Given data –
· · · · · · ·

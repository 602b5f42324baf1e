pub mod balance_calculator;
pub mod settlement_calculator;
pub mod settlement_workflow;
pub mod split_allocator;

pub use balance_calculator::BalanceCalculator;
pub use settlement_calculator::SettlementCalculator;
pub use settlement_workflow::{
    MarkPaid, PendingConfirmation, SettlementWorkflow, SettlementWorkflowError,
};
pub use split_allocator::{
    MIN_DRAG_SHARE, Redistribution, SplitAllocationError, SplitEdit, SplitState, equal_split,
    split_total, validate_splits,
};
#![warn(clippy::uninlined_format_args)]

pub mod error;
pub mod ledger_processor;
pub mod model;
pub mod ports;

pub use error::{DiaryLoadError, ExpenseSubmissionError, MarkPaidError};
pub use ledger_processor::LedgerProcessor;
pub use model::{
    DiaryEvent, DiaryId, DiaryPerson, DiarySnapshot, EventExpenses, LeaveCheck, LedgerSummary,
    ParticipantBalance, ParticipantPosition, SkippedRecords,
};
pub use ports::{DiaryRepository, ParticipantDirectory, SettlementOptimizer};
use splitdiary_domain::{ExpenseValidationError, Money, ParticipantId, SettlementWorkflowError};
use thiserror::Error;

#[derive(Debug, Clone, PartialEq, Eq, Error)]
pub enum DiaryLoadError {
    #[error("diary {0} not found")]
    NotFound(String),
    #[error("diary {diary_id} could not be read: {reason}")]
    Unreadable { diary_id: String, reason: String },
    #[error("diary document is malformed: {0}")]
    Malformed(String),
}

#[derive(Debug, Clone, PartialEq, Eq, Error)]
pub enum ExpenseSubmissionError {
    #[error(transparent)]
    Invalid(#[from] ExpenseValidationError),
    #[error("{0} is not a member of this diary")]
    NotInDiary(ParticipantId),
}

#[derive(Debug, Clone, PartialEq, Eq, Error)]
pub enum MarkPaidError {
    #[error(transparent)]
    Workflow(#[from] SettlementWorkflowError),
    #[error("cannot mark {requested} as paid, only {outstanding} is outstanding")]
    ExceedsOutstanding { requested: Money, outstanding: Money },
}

· · · · · · ·

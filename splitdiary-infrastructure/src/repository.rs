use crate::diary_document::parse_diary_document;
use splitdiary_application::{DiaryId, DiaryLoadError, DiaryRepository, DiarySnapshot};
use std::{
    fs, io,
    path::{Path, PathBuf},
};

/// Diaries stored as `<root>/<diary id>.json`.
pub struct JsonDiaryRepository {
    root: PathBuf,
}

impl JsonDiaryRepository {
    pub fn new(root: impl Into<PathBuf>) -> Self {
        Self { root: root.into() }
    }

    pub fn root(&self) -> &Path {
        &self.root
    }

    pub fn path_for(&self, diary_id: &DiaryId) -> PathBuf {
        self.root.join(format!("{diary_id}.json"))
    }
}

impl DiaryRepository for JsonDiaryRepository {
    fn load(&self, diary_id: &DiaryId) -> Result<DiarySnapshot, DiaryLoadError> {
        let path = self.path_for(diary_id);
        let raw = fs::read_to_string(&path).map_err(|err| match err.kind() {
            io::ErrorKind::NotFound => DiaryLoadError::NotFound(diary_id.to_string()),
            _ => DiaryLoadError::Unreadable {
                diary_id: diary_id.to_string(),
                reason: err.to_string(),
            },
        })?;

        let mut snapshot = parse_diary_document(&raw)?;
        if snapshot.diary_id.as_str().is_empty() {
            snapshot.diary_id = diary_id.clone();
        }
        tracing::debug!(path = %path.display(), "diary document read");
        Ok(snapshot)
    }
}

· · · · · · ·

Problem description – If a line of the entries above includes the word "Money", count it; then state the total and nothing else.

Output for this task – 2